▸ WHAT NEEDS TO BE DONE
The records below must be copied in full, exactly as they read.

(MATERIAL FOR THIS EXERCISE Opens)

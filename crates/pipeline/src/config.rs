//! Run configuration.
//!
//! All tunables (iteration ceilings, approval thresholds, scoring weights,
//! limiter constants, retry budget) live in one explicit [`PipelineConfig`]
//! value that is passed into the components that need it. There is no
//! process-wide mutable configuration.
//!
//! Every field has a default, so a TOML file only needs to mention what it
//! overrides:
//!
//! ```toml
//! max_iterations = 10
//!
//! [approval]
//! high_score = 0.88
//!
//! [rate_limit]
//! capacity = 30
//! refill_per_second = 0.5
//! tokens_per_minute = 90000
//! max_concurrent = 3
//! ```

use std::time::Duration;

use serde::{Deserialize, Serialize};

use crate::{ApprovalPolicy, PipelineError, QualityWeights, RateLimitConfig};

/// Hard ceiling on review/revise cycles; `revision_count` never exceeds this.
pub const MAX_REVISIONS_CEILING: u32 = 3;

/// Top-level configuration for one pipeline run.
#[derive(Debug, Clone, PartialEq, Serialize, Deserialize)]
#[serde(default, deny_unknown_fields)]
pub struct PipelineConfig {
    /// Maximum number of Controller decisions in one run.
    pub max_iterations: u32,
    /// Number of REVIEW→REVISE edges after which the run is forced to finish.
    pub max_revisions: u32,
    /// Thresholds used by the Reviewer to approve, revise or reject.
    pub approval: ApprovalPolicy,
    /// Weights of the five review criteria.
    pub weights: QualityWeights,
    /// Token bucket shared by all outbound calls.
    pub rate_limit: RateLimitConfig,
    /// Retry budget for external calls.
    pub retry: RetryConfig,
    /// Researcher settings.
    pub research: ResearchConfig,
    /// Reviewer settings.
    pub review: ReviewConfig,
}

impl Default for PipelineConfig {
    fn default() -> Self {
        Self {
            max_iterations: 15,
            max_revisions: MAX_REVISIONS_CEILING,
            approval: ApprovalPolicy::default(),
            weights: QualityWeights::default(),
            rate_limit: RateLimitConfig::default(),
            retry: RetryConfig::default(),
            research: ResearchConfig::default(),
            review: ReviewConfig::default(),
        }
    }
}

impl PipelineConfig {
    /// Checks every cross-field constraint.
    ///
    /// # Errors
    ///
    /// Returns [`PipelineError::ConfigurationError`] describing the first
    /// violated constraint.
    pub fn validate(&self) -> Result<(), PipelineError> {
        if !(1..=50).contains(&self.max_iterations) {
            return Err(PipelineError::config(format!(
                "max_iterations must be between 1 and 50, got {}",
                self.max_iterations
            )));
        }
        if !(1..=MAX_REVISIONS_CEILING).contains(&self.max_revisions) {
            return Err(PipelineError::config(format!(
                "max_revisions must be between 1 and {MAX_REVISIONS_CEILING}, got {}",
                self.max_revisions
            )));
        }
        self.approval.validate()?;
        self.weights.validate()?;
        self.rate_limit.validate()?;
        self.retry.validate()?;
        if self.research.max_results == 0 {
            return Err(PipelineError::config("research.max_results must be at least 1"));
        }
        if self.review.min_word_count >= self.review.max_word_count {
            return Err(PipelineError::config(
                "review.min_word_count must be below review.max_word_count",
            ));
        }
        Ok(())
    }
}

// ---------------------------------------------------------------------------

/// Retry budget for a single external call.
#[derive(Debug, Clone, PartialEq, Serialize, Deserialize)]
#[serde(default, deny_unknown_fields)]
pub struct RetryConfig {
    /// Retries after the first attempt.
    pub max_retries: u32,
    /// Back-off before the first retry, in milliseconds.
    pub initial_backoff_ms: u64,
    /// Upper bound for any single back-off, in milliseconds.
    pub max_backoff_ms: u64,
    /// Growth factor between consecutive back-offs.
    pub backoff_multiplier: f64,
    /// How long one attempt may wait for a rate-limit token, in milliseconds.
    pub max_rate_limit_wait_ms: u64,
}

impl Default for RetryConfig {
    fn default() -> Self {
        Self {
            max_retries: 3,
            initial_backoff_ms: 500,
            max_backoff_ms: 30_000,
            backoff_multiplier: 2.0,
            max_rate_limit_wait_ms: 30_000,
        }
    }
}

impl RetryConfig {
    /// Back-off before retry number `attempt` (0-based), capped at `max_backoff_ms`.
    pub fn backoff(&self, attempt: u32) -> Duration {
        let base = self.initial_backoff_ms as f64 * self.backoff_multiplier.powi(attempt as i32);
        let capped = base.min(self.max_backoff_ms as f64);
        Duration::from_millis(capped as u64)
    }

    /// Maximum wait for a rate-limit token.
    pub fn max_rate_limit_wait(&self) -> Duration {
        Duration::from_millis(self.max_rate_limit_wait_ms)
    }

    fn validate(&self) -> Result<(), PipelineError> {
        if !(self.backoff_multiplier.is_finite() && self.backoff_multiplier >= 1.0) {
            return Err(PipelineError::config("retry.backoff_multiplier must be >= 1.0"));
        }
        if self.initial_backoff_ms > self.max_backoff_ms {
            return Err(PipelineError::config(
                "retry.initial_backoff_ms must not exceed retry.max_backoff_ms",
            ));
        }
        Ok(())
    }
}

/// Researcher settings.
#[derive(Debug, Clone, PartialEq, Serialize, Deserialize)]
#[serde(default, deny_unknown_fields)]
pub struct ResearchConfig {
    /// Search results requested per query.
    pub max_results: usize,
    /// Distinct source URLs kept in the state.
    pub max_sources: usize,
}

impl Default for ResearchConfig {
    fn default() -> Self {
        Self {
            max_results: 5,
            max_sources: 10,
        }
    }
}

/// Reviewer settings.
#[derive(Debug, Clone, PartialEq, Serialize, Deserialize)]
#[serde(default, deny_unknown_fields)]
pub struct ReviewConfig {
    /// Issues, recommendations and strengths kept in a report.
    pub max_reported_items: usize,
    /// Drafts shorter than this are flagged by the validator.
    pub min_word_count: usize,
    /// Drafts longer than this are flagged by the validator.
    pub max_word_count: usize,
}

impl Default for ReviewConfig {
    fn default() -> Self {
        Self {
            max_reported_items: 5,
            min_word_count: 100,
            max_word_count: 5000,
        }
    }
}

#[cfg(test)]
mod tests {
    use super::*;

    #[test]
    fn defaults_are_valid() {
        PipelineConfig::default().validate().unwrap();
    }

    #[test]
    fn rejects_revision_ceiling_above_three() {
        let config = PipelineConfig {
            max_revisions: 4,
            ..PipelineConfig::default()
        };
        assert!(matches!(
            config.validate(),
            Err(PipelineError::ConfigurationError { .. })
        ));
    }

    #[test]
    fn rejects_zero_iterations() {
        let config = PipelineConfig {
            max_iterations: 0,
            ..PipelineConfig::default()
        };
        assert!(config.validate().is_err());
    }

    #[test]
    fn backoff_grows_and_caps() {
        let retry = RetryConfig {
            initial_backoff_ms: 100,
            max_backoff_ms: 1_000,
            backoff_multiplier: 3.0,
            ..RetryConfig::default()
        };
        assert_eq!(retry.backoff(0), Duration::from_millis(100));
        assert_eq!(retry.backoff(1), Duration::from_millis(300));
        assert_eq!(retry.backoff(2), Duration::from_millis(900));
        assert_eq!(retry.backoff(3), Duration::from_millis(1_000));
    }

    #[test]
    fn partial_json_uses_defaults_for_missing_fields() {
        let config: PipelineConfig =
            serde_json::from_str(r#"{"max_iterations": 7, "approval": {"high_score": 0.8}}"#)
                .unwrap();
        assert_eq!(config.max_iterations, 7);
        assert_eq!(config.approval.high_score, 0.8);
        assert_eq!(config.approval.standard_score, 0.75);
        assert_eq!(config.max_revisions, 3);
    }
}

(MATERIAL FOR THIS EXERCISE Closes)

▸ SOLUTION BELOW
filename crates/pipeline/src/config.rs
//! Run configuration.
//!
//! All tunables (iteration ceilings, approval thresholds, scoring weights,
//! limiter constants, retry budget) live in one explicit [`PipelineConfig`]
//! value that is passed into the components that need it. There is no
//! process-wide mutable configuration.
//!
//! Every field has a default, so a TOML file only needs to mention what it
//! overrides:
//!
//! ```toml
//! max_iterations = 10
//!
//! [approval]
//! high_score = 0.88
//!
//! [rate_limit]
//! capacity = 30
//! refill_per_second = 0.5
//! tokens_per_minute = 90000
//! max_concurrent = 3
//! ```

use std::time::Duration;

use serde::{Deserialize, Serialize};

use crate::{ApprovalPolicy, PipelineError, QualityWeights, RateLimitConfig};

/// Hard ceiling on review/revise cycles; `revision_count` never exceeds this.
pub const MAX_REVISIONS_CEILING: u32 = 3;

/// Top-level configuration for one pipeline run.
#[derive(Debug, Clone, PartialEq, Serialize, Deserialize)]
#[serde(default, deny_unknown_fields)]
pub struct PipelineConfig {
    /// Maximum number of Controller decisions in one run.
    pub max_iterations: u32,
    /// Number of REVIEW→REVISE edges after which the run is forced to finish.
    pub max_revisions: u32,
    /// Thresholds used by the Reviewer to approve, revise or reject.
    pub approval: ApprovalPolicy,
    /// Weights of the five review criteria.
    pub weights: QualityWeights,
    /// Token bucket shared by all outbound calls.
    pub rate_limit: RateLimitConfig,
    /// Retry budget for external calls.
    pub retry: RetryConfig,
    /// Researcher settings.
    pub research: ResearchConfig,
    /// Reviewer settings.
    pub review: ReviewConfig,
}

impl Default for PipelineConfig {
    fn default() -> Self {
        Self {
            max_iterations: 15,
            max_revisions: MAX_REVISIONS_CEILING,
            approval: ApprovalPolicy::default(),
            weights: QualityWeights::default(),
            rate_limit: RateLimitConfig::default(),
            retry: RetryConfig::default(),
            research: ResearchConfig::default(),
            review: ReviewConfig::default(),
        }
    }
}

impl PipelineConfig {
    /// Checks every cross-field constraint.
    ///
    /// # Errors
    ///
    /// Returns [`PipelineError::ConfigurationError`] describing the first
    /// violated constraint.
    pub fn validate(&self) -> Result<(), PipelineError> {
        if !(1..=50).contains(&self.max_iterations) {
            return Err(PipelineError::config(format!(
                "max_iterations must be between 1 and 50, got {}",
                self.max_iterations
            )));
        }
        if !(1..=MAX_REVISIONS_CEILING).contains(&self.max_revisions) {
            return Err(PipelineError::config(format!(
                "max_revisions must be between 1 and {MAX_REVISIONS_CEILING}, got {}",
                self.max_revisions
            )));
        }
        self.approval.validate()?;
        self.weights.validate()?;
        self.rate_limit.validate()?;
        self.retry.validate()?;
        if self.research.max_results == 0 {
            return Err(PipelineError::config("research.max_results must be at least 1"));
        }
        if self.review.min_word_count >= self.review.max_word_count {
            return Err(PipelineError::config(
                "review.min_word_count must be below review.max_word_count",
            ));
        }
        Ok(())
    }
}

// ---------------------------------------------------------------------------

/// Retry budget for a single external call.
#[derive(Debug, Clone, PartialEq, Serialize, Deserialize)]
#[serde(default, deny_unknown_fields)]
pub struct RetryConfig {
    /// Retries after the first attempt.
    pub max_retries: u32,
    /// Back-off before the first retry, in milliseconds.
    pub initial_backoff_ms: u64,
    /// Upper bound for any single back-off, in milliseconds.
    pub max_backoff_ms: u64,
    /// Growth factor between consecutive back-offs.
    pub backoff_multiplier: f64,
    /// How long one attempt may wait for a rate-limit token, in milliseconds.
    pub max_rate_limit_wait_ms: u64,
}

impl Default for RetryConfig {
    fn default() -> Self {
        Self {
            max_retries: 3,
            initial_backoff_ms: 500,
            max_backoff_ms: 30_000,
            backoff_multiplier: 2.0,
            max_rate_limit_wait_ms: 30_000,
        }
    }
}

impl RetryConfig {
    /// Back-off before retry number `attempt` (0-based), capped at `max_backoff_ms`.
    pub fn backoff(&self, attempt: u32) -> Duration {
        let base = self.initial_backoff_ms as f64 * self.backoff_multiplier.powi(attempt as i32);
        let capped = base.min(self.max_backoff_ms as f64);
        Duration::from_millis(capped as u64)
    }

    /// Maximum wait for a rate-limit token.
    pub fn max_rate_limit_wait(&self) -> Duration {
        Duration::from_millis(self.max_rate_limit_wait_ms)
    }

    fn validate(&self) -> Result<(), PipelineError> {
        if !(self.backoff_multiplier.is_finite() && self.backoff_multiplier >= 1.0) {
            return Err(PipelineError::config("retry.backoff_multiplier must be >= 1.0"));
        }
        if self.initial_backoff_ms > self.max_backoff_ms {
            return Err(PipelineError::config(
                "retry.initial_backoff_ms must not exceed retry.max_backoff_ms",
            ));
        }
        Ok(())
    }
}

/// Researcher settings.
#[derive(Debug, Clone, PartialEq, Serialize, Deserialize)]
#[serde(default, deny_unknown_fields)]
pub struct ResearchConfig {
    /// Search results requested per query.
    pub max_results: usize,
    /// Distinct source URLs kept in the state.
    pub max_sources: usize,
}

impl Default for ResearchConfig {
    fn default() -> Self {
        Self {
            max_results: 5,
            max_sources: 10,
        }
    }
}

/// Reviewer settings.
#[derive(Debug, Clone, PartialEq, Serialize, Deserialize)]
#[serde(default, deny_unknown_fields)]
pub struct ReviewConfig {
    /// Issues, recommendations and strengths kept in a report.
    pub max_reported_items: usize,
    /// Drafts shorter than this are flagged by the validator.
    pub min_word_count: usize,
    /// Drafts longer than this are flagged by the validator.
    pub max_word_count: usize,
}

impl Default for ReviewConfig {
    fn default() -> Self {
        Self {
            max_reported_items: 5,
            min_word_count: 100,
            max_word_count: 5000,
        }
    }
}

#[cfg(test)]
mod tests {
    use super::*;

    #[test]
    fn defaults_are_valid() {
        PipelineConfig::default().validate().unwrap();
    }

    #[test]
    fn rejects_revision_ceiling_above_three() {
        let config = PipelineConfig {
            max_revisions: 4,
            ..PipelineConfig::default()
        };
        assert!(matches!(
            config.validate(),
            Err(PipelineError::ConfigurationError { .. })
        ));
    }

    #[test]
    fn rejects_zero_iterations() {
        let config = PipelineConfig {
            max_iterations: 0,
            ..PipelineConfig::default()
        };
        assert!(config.validate().is_err());
    }

    #[test]
    fn backoff_grows_and_caps() {
        let retry = RetryConfig {
            initial_backoff_ms: 100,
            max_backoff_ms: 1_000,
            backoff_multiplier: 3.0,
            ..RetryConfig::default()
        };
        assert_eq!(retry.backoff(0), Duration::from_millis(100));
        assert_eq!(retry.backoff(1), Duration::from_millis(300));
        assert_eq!(retry.backoff(2), Duration::from_millis(900));
        assert_eq!(retry.backoff(3), Duration::from_millis(1_000));
    }

    #[test]
    fn partial_json_uses_defaults_for_missing_fields() {
        let config: PipelineConfig =
            serde_json::from_str(r#"{"max_iterations": 7, "approval": {"high_score": 0.8}}"#)
                .unwrap();
        assert_eq!(config.max_iterations, 7);
        assert_eq!(config.approval.high_score, 0.8);
        assert_eq!(config.approval.standard_score, 0.75);
        assert_eq!(config.max_revisions, 3);
    }
}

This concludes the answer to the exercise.